Gli ultimi disperati sopravvissuti alle mandibole degli invasori e alla regressione fondamentalista verso i fumi di una religiosità d’emergenza decidono di tentare una via di fuga: tra gli orrori invisibili che si nascondono nella nebbia all’esterno del supermercato assediato e le folli tragedie che si consumano tra queste mura, capiscono che non corre più molta differenza. La sopravvivenza esige la sconfitta di entrambi: una prospettiva in cui nessuno crede davvero, ma morire nel tentativo si profila ormai come la sola alternativa all’immolazione volontaria. Mentre le lugubri note dei Dead Can Dance (The Host of Seraphim) accompagnano questo tentativo estremo di rimettersi in pista (nel senso più letterale dell’on the road), a passo di lumaca attraverso un paesaggio ignoto di cui si intravedono solo rovine e rottami, il film tocca il suo culmine. La scoperta della casa devastata del protagonista, con il cadavere della moglie esposto in bella mostra secondo l’uso delle creature che già fu degli xenomorfi di James Cameron (Aliens, dal 1986 inimitabile pietra di paragone per qualsiasi branco alieno chiamato ad invadere il grande schermo), prelude all’arrivo della scena madre. L’eternità in un battito di ciglia, perché si tratta davvero di una manciata di secondi, ma talmente intensi nell’evocare un terrore atavico da restare per sempre codificati nei nostri incubi più atroci.

Si trattiene il fiato. Della gigantesca creatura avvertiamo dapprima i passi, poi i barriti, rumori disumani che si perdono in lontananza nella nebbia. Una schiarita improvvisa ne rivela infine le dimensioni: un ciclope brulicante di tentacoli che torreggia come un colosso di Goya. Pochi passi e il mostro svanisce, riassorbito nella nebbia che lo ha partorito. È la ricomposizione della frattura con la realtà, una realtà che mostra definitivamente la pienezza del suo nuovo volto: la fine delle certezze, un requiem per le possibilità di dominio dell’uomo.
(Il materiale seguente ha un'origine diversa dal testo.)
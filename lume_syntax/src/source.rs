use std::{
    collections::{HashMap, VecDeque},
    io::BufRead,
};

use crate::token::TextRange;

/// A line of source as it was read, tagged with the origin it came from
/// and its running line number within that origin.
#[derive(Clone, Debug, PartialEq, Eq)]
pub struct Line {
    pub origin: String,
    pub text: String,
    pub number: usize,
}

/// Append-only record of every line read during a session.
///
/// Token positions index into this log, so diagnostics can show the
/// offending line long after it has been parsed.
#[derive(Clone, Debug, Default)]
pub struct LineLog {
    lines: Vec<Line>,
    counters: HashMap<String, usize>,
}

impl LineLog {
    /// Log `text` as the next line of `origin`, returning its index.
    pub fn push(&mut self, origin: &str, text: &str) -> usize {
        let counter = self.counters.entry(origin.to_string()).or_default();
        *counter += 1;
        self.lines.push(Line {
            origin: origin.to_string(),
            text: text.to_string(),
            number: *counter,
        });
        self.lines.len() - 1
    }

    pub fn get(&self, index: usize) -> Option<&Line> {
        self.lines.get(index)
    }

    pub fn len(&self) -> usize {
        self.lines.len()
    }

    pub fn is_empty(&self) -> bool {
        self.lines.is_empty()
    }

    /// Number of lines read from `origin` since the last counter reset.
    pub fn count(&self, origin: &str) -> usize {
        self.counters.get(origin).copied().unwrap_or_default()
    }

    /// Restart line numbering for every origin. Logged lines are kept.
    pub fn reset_counters(&mut self) {
        self.counters.clear();
    }

    /// The source line under `range` followed by a caret marker line.
    pub fn snippet(&self, range: TextRange) -> String {
        let Some(line) = self.get(range.start.line) else {
            return String::default();
        };
        let text: String = {
            let trimmed = line.text.trim_start_matches('\t');
            let tabs = line.text.len() - trimmed.len();
            " ".repeat(tabs) + trimmed
        };
        let start = range.start.column.min(text.len());
        let end = if range.end.line == range.start.line {
            range.end.column.min(text.len())
        } else {
            text.len()
        };
        let carets = "^".repeat(end.saturating_sub(start).max(1));
        format!("{text}\n{}{carets}", " ".repeat(start))
    }
}

/// A supplier of source lines: the console, a script, an included file.
///
/// The parser pulls from the active source whenever a body spans more
/// than one line.
pub trait LineSource {
    /// Name under which lines from this source are logged.
    fn origin(&self) -> &str;
    /// The next line without its terminator, or `None` at end of input.
    fn next_line(&mut self) -> Option<String>;
}

/// Lines held in memory.
#[derive(Clone, Debug)]
pub struct ScriptSource {
    origin: String,
    lines: VecDeque<String>,
}

impl ScriptSource {
    pub fn new(origin: &str, text: &str) -> Self {
        Self {
            origin: origin.to_string(),
            lines: text.lines().map(str::to_string).collect(),
        }
    }
}

impl LineSource for ScriptSource {
    fn origin(&self) -> &str {
        &self.origin
    }

    fn next_line(&mut self) -> Option<String> {
        self.lines.pop_front()
    }
}

/// Lines read lazily from any buffered reader.
#[derive(Debug)]
pub struct ReaderSource<R> {
    origin: String,
    reader: R,
}

impl<R: BufRead> ReaderSource<R> {
    pub fn new(origin: &str, reader: R) -> Self {
        Self {
            origin: origin.to_string(),
            reader,
        }
    }
}

impl<R: BufRead> LineSource for ReaderSource<R> {
    fn origin(&self) -> &str {
        &self.origin
    }

    fn next_line(&mut self) -> Option<String> {
        let mut line = String::default();
        match self.reader.read_line(&mut line) {
            Ok(0) | Err(_) => None,
            Ok(_) => {
                if line.ends_with('\n') {
                    line.pop();
                    if line.ends_with('\r') {
                        line.pop();
                    }
                }
                Some(line)
            }
        }
    }
}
Sorvoliamo sul colpo di scena conclusivo, perché non mi sembra poi così decisivo. Può essere tanto posticcio (imposto dalla produzione, nella persona dei fratelli Weinstein) quanto parto intenzionale del regista-sceneggiatore, ma può essere inteso sotto una molteplicità di angolazioni, quindi inutile soffermarsi sulle ambiguità di prospettiva che ogni spettatore avrà modo di interpretare a seconda della propria attitudine al pessimismo. Rimane tuttavia la sensazione che tutto il film viva in funzione del finale. Come dicevamo, Darabont tiene da parte le cartucce migliori per l’ultima mezzora e quando si decide a sparare è un tripudio di fuochi d’artificio. Ma purtroppo non è abbastanza per cancellare tutta la scialba prima parte.
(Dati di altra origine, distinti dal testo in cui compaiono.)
use std::{
    cell::RefCell,
    env, fs,
    io::{self, Write},
    process,
    rc::Rc,
};

use lume_interp::{
    error::{ErrorMsg, Failure},
    run,
    session::{Outcome, Session, Settings},
    types::Value,
};
use lume_syntax::source::{LineSource, ScriptSource};

#[derive(Clone, Default)]
struct Capture(Rc<RefCell<Vec<u8>>>);

impl Write for Capture {
    fn write(&mut self, buf: &[u8]) -> io::Result<usize> {
        self.0.borrow_mut().extend_from_slice(buf);
        Ok(buf.len())
    }

    fn flush(&mut self) -> io::Result<()> {
        Ok(())
    }
}

impl Capture {
    fn take(&self) -> String {
        let bytes = std::mem::take(&mut *self.0.borrow_mut());
        String::from_utf8_lossy(&bytes).into_owned()
    }
}

struct Harness {
    session: Session,
    out: Capture,
    diagnostics: Capture,
}

impl Harness {
    fn new() -> Self {
        Self::with_input("")
    }

    fn with_input(input: &str) -> Self {
        let (out, diagnostics) = (Capture::default(), Capture::default());
        let session = Session::new(Settings::default())
            .with_console(Box::new(out.clone()))
            .with_diagnostics(Box::new(diagnostics.clone()))
            .with_input(Box::new(ScriptSource::new("input", input)));
        Self {
            session,
            out,
            diagnostics,
        }
    }

    /// Feed `program` the way the REPL would and return the last outcome.
    fn lines(&mut self, program: &str) -> Result<Outcome, Failure> {
        let mut source = ScriptSource::new("main", program);
        let mut last = Ok(Outcome::quiet(Value::NULL));
        while let Some(line) = source.next_line() {
            last = self.session.run_line(&line, &mut source);
            if last.is_err() {
                break;
            }
        }
        last
    }

    fn value(&mut self, program: &str) -> Value {
        match self.lines(program) {
            Ok(outcome) => outcome.value,
            Err(e) => panic!("{program:?} failed: {}", e.render(self.session.lines())),
        }
    }

    fn runtime_error(&mut self, program: &str) -> ErrorMsg {
        match self.lines(program) {
            Err(Failure::Runtime(e)) => e.msg,
            Err(e) => panic!("{program:?} failed to compile: {e}"),
            Ok(outcome) => panic!("{program:?} succeeded with {}", outcome.value),
        }
    }
}

fn temp_file(tag: &str, contents: &str) -> String {
    let path = env::temp_dir().join(format!("lume_{tag}_{}.lume", process::id()));
    fs::write(&path, contents).expect("temporary file should be writable");
    path.to_string_lossy().into_owned()
}

fn numbers(ns: &[f64]) -> Value {
    Value::array(ns.iter().map(|&n| Value::number(n)).collect())
}

#[test]
fn variables_update() {
    let mut h = Harness::new();
    assert_eq!(h.value("let a <- 5\na <- a + 1\na"), Value::number(6.0));
}

#[test]
fn for_loop_prints_and_collects() {
    let mut h = Harness::new();
    let value = h.value("for i <- 1, 3 execute print i end");
    assert_eq!(h.out.take(), "123");
    assert_eq!(value, numbers(&[1.0, 2.0, 3.0]));
    assert_eq!(value.to_string(), "[ 1, 2, 3 ]");
}

#[test]
fn array_bounds_and_append() {
    let mut h = Harness::new();
    h.value("let arr <- [1,2,3]");
    assert_eq!(
        h.runtime_error("arr[5] <- 9"),
        ErrorMsg::OutOfBounds {
            min: -3,
            max: 2,
            found: "5".to_string()
        }
    );
    h.value("arr[3] <- 9");
    assert_eq!(h.value("arr").to_string(), "[ 1, 2, 3, 9 ]");
    assert_eq!(h.value("arr[-4]"), Value::number(1.0));
    assert_eq!(
        h.runtime_error("arr[-5]"),
        ErrorMsg::OutOfBounds {
            min: -4,
            max: 3,
            found: "-5".to_string()
        }
    );
}

#[test]
fn function_arity() {
    let mut h = Harness::new();
    h.value("function add(x,y): return x + y end");
    assert_eq!(h.value("add(2,3)"), Value::number(5.0));
    assert_eq!(
        h.runtime_error("add(2)"),
        ErrorMsg::TooFewArgs {
            expected: 2,
            found: 1
        }
    );
}

#[test]
fn arity_is_checked_before_the_body_runs() {
    let mut h = Harness::new();
    h.value("function noisy(x): print \"ran\" end");
    h.runtime_error("noisy()");
    assert_eq!(h.out.take(), "");
}

#[test]
fn try_catches_runtime_errors() {
    let mut h = Harness::new();
    let outcome = h
        .lines("try let a <- 1/0 catch print \"caught\" end")
        .expect("the error is caught");
    assert_eq!(h.out.take(), "caught");
    assert_eq!(outcome.value, Value::string("caught"));
    assert_eq!(h.runtime_error("a"), ErrorMsg::UnknownIdentifier);
}

#[test]
fn while_loop_cap() {
    let mut h = Harness::new();
    h.value("n <- 0");
    assert_eq!(
        h.runtime_error("while true execute n <- n + 1 end"),
        ErrorMsg::InfiniteLoop
    );
    assert_eq!(h.value("n"), Value::number(100_000.0));

    h.value("n <- 0");
    let Value { data, .. } = h.value("while n < 100000 execute n <- n + 1 end");
    assert!(matches!(data, lume_interp::types::Data::Array(items) if items.len() == 100_000));
}

#[test]
fn multi_line_bodies() {
    let mut h = Harness::new();
    let program = "\
function classify(n):
    if n < 0 then
        return \"negative\"
    else
        if n = 0 then return \"zero\" end
    end
    return \"positive\"
end
[classify(-1), classify(0), classify(2)]";
    assert_eq!(
        h.value(program).to_string(),
        "[ \"negative\", \"zero\", \"positive\" ]"
    );
    assert_eq!(h.session.line_count(), 9);
}

#[test]
fn runtime_errors_render_a_traceback() {
    let mut h = Harness::new();
    h.value("function inner(x): return x / 0 end");
    h.value("function outer(): return inner(1) end");
    let failure = h.lines("outer()").expect_err("division by zero");
    assert_eq!(
        failure.render(h.session.lines()),
        [
            "Traceback (innermost call first):",
            "   In inner, line 1",
            "   In outer, line 2",
            "   In main, line 3",
            "function inner(x): return x / 0 end",
            "                              ^",
            "Runtime error - division by 0",
        ]
        .join("\n")
    );
}

#[test]
fn compile_errors_are_reported_and_skipped() {
    let mut h = Harness::new();
    run("script", "print 1\nx <- [1,\nprint 2", &mut h.session).expect("no runtime errors");
    assert_eq!(h.out.take(), "12");
    let report = h.diagnostics.take();
    assert!(report.starts_with("File script, line 2\nx <- [1,\n"), "{report}");
    assert!(report.contains("Parsing error - "), "{report}");
}

#[test]
fn stray_break_is_an_error() {
    let mut h = Harness::new();
    assert_eq!(h.runtime_error("break"), ErrorMsg::BreakOutsideLoop);
    let mut h = Harness::new();
    let result = run("script", "print 1\nbreak\nprint 2", &mut h.session);
    assert!(matches!(result, Err(Failure::Runtime(_))));
    assert_eq!(h.out.take(), "1");
    assert!(h
        .diagnostics
        .take()
        .ends_with("Runtime error - cannot use 'break' outside of loops\n"));
}

#[test]
fn const_names_and_containers() {
    let mut h = Harness::new();
    h.value("const limits <- {\"max\": 3}");
    assert_eq!(h.runtime_error("limits <- 1"), ErrorMsg::ConstantVariable);
    assert_eq!(
        h.runtime_error("limits[\"max\"] <- 4"),
        ErrorMsg::ConstantVariable
    );
    assert_eq!(h.value("limits[\"max\"]"), Value::number(3.0));
    assert_eq!(h.value("limits[\"min\"]"), Value::NULL);
}

#[test]
fn strings_and_chars() {
    let mut h = Harness::new();
    assert_eq!(h.value("'a' + 2"), Value::char(b'c'));
    assert_eq!(h.value("\"ab\" * 2 + 'c'"), Value::string("ababc"));
    assert_eq!(h.value("\"hello\" + 3"), Value::string("lo"));
    assert_eq!(h.value("\"abc\" < \"abd\""), Value::number(1.0));
    assert_eq!(h.value("0.1 + 0.2 = 0.3"), Value::number(1.0));
    assert_eq!(h.value("[1, 2] = [1, 2]"), Value::number(1.0));
    assert_eq!(h.value("1 = \"1\""), Value::number(0.0));
    assert_eq!(
        h.runtime_error("1 < \"1\""),
        ErrorMsg::IllegalOperation("NUMBER", Some("STRING"))
    );
}

#[test]
fn reading_console_input() {
    let mut h = Harness::with_input("1 2 3\nname\n");
    h.value("read a, b");
    h.value("read c, d, e");
    assert_eq!(
        h.value("[a, b, c, d, e]").to_string(),
        "[ 1, 2, 3, \"name\", NULL ]"
    );
}

#[test]
fn include_inside_a_function_binds_globals() {
    let path = temp_file("from_call", "g <- 41\nfunction h(): return g + 1 end");
    let mut h = Harness::new();
    h.value(&format!(
        "function load(): local <- 1\ninclude \"{path}\"\nreturn local end"
    ));
    assert_eq!(h.value("load()"), Value::number(1.0));
    assert_eq!(h.value("g"), Value::number(41.0));
    assert_eq!(h.value("h()"), Value::number(42.0));
    assert_eq!(h.runtime_error("local"), ErrorMsg::UnknownIdentifier);
    fs::remove_file(path).expect("temporary file should be removable");
}

#[test]
fn try_catches_stray_control_flow() {
    let mut h = Harness::new();
    assert_eq!(
        h.value("for i <- 1, 3 execute try break catch 7 end end"),
        numbers(&[7.0, 7.0, 7.0])
    );
    h.value("function f(): try return 3 catch return 9 end end");
    assert_eq!(h.value("f()"), Value::number(9.0));
}

#[test]
fn huge_repetition_is_a_runtime_error() {
    let mut h = Harness::new();
    assert!(matches!(
        h.runtime_error("[1, 2] * 1000000000000000000000000000000"),
        ErrorMsg::OutOfBounds { .. }
    ));
    assert!(matches!(
        h.runtime_error("\"ab\" * 1000000000000000000000000000000"),
        ErrorMsg::OutOfBounds { .. }
    ));
    assert_eq!(
        h.value("try 'a' * 1000000000000000000000000000000 catch \"big\" end"),
        Value::string("big")
    );
    assert_eq!(
        h.runtime_error("[1,2,3][-1000000000000000000000000000000]"),
        ErrorMsg::OutOfBounds {
            min: -3,
            max: 2,
            found: "-1000000000000000019884624838656".to_string()
        }
    );
}

#[test]
fn include_runs_once() {
    let path = temp_file("include", "counter <- counter + 1\nfunction twice(x): return x * 2 end");
    let mut h = Harness::new();
    h.value("counter <- 0");
    h.value(&format!("include \"{path}\""));
    h.value(&format!("include \"{path}\""));
    assert_eq!(h.value("counter"), Value::number(1.0));
    assert_eq!(h.value("twice(4)"), Value::number(8.0));
    assert_eq!(
        h.runtime_error("include \"/nonexistent/lume/file\""),
        ErrorMsg::CannotOpenFile
    );
    fs::remove_file(path).expect("temporary file should be removable");
}

#[test]
fn include_reports_compile_errors_and_continues() {
    let path = temp_file("broken", "x <- 1\ny <- (\nz <- 3");
    let mut h = Harness::new();
    h.value(&format!("include \"{path}\""));
    assert_eq!(h.value("x + z"), Value::number(4.0));
    let report = h.diagnostics.take();
    assert!(report.starts_with(&format!("File {path}, line 2\n")), "{report}");
    fs::remove_file(path).expect("temporary file should be removable");
}

#[test]
fn included_errors_name_the_file() {
    let path = temp_file("failing", "ok <- 1\nbad <- missing");
    let mut h = Harness::new();
    let failure = h
        .lines(&format!("include \"{path}\""))
        .expect_err("unknown identifier");
    let Failure::Runtime(e) = &failure else {
        panic!("expected a runtime error");
    };
    assert_eq!(e.scope, path);
    assert!(failure
        .render(h.session.lines())
        .starts_with(&format!("Traceback (innermost call first):\n   In {path}, line 2\n")));
    // The global scope gets its name back
    assert_eq!(h.session.env().global().name, "main");
    fs::remove_file(path).expect("temporary file should be removable");
}

#[test]
fn run_resets_first() {
    let path = temp_file("run", "fresh <- 1");
    let mut h = Harness::new();
    h.value("stale <- 1");
    h.value(&format!("run \"{path}\""));
    assert_eq!(h.runtime_error("stale"), ErrorMsg::UnknownIdentifier);
    assert_eq!(h.value("fresh"), Value::number(1.0));
    // Running again re-reads the file since counters were reset
    h.value("fresh <- 5");
    h.value(&format!("run \"{path}\""));
    assert_eq!(h.value("fresh"), Value::number(1.0));
    fs::remove_file(path).expect("temporary file should be removable");
}

#[test]
fn files_round_trip() {
    let path = temp_file("data", "");
    let mut h = Harness::new();
    h.value(&format!("open_file(\"f\", \"{path}\", \"write\")"));
    h.value("print \"1 2\\n\", \"text\\n\" : f");
    h.value("close_file(\"f\")");
    h.value(&format!("open_file(\"f\", \"{path}\", \"append\")"));
    h.value("print 3 : f");
    h.value("close_file(\"f\")");
    h.value(&format!("open_file(\"f\", \"{path}\", \"read\")"));
    assert_eq!(
        h.value("locals()[\"f\"]"),
        Value::string(&format!("File -> read {path}"))
    );
    h.value("read a, b, c, d : f");
    assert_eq!(
        h.value("[a, b, c, d]").to_string(),
        "[ 1, 2, \"text\", 3 ]"
    );
    h.value("close_file(\"f\")");
    assert_eq!(h.runtime_error("read a : f"), ErrorMsg::UnknownIdentifier);
    fs::remove_file(path).expect("temporary file should be removable");
}

#[test]
fn files_close_with_their_frame() {
    let path = temp_file("frame", "");
    let mut h = Harness::new();
    h.value(&format!(
        "function log(x): open_file(\"out\", \"{path}\", \"append\")\nprint x : out end"
    ));
    h.value("log(1)");
    h.value("log(2)");
    assert_eq!(fs::read_to_string(&path).expect("file exists"), "12");
    assert_eq!(h.runtime_error("print 3 : out"), ErrorMsg::UnknownIdentifier);
    fs::remove_file(path).expect("temporary file should be removable");
}

#[test]
fn exit_ends_the_program() {
    let mut h = Harness::new();
    let result = run("script", "print 1\nexit(4)\nprint 2", &mut h.session);
    assert!(matches!(result, Err(Failure::Exit(code)) if code == "4"));
    assert_eq!(h.out.take(), "1");
    assert_eq!(
        Failure::Exit("4".to_string()).to_string(),
        "Program quit with code 4"
    );
}

#[test]
fn reset_restores_builtins() {
    let mut h = Harness::new();
    h.value("x <- 1");
    h.value("reset()");
    assert_eq!(h.runtime_error("x"), ErrorMsg::UnknownIdentifier);
    assert_eq!(h.value("type(true)"), Value::string("NUMBER"));
    // Counting restarts after the reset call
    assert_eq!(h.session.line_count(), 2);
}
Il primo accostamento che viene spontaneo nel corso della visione è con il già menzionato Cloverfield. I due film sono usciti a distanza di un paio di mesi l’uno dall’altro, prodotti con budget dello stesso ordine di grandezza e improntati a un approccio al terrore molto simile tra loro. L’ombra di Lovecraft aleggia su entrambe e, malgrado tutte le differenze (qui abbiamo un autore dietro la macchina da presa, la creatura di J.J. Abrams si riscattava tuttavia per l’efficacia naturale degli attori), tanto Cloverfield quanto The Mist appaiono celebrare la medesima concezione dell’orrore. Diversificandosi categoricamente, in questo, da un’altra grande delusione stagionale come il Night Shyamalan dello sconclusionato e ridicolo E venne il giorno (The Happening, 2008). Il Solitario di Providence cavalca la cresta dello tsunami dell’inquietudine postmoderna? La familiarità delle suggestioni, la matrice degli incubi, impone una riflessione in questo senso. Forse il cinema sta riscoprendo con i suoi prodotti di genere la funzione catartica che già fu del teatro antico. Forse siamo solo noi ad aver bisogno di orrore cosmico, qualcosa che sappia annientare – almeno nello spazio di una proiezione – le prospettive cupe del quotidiano.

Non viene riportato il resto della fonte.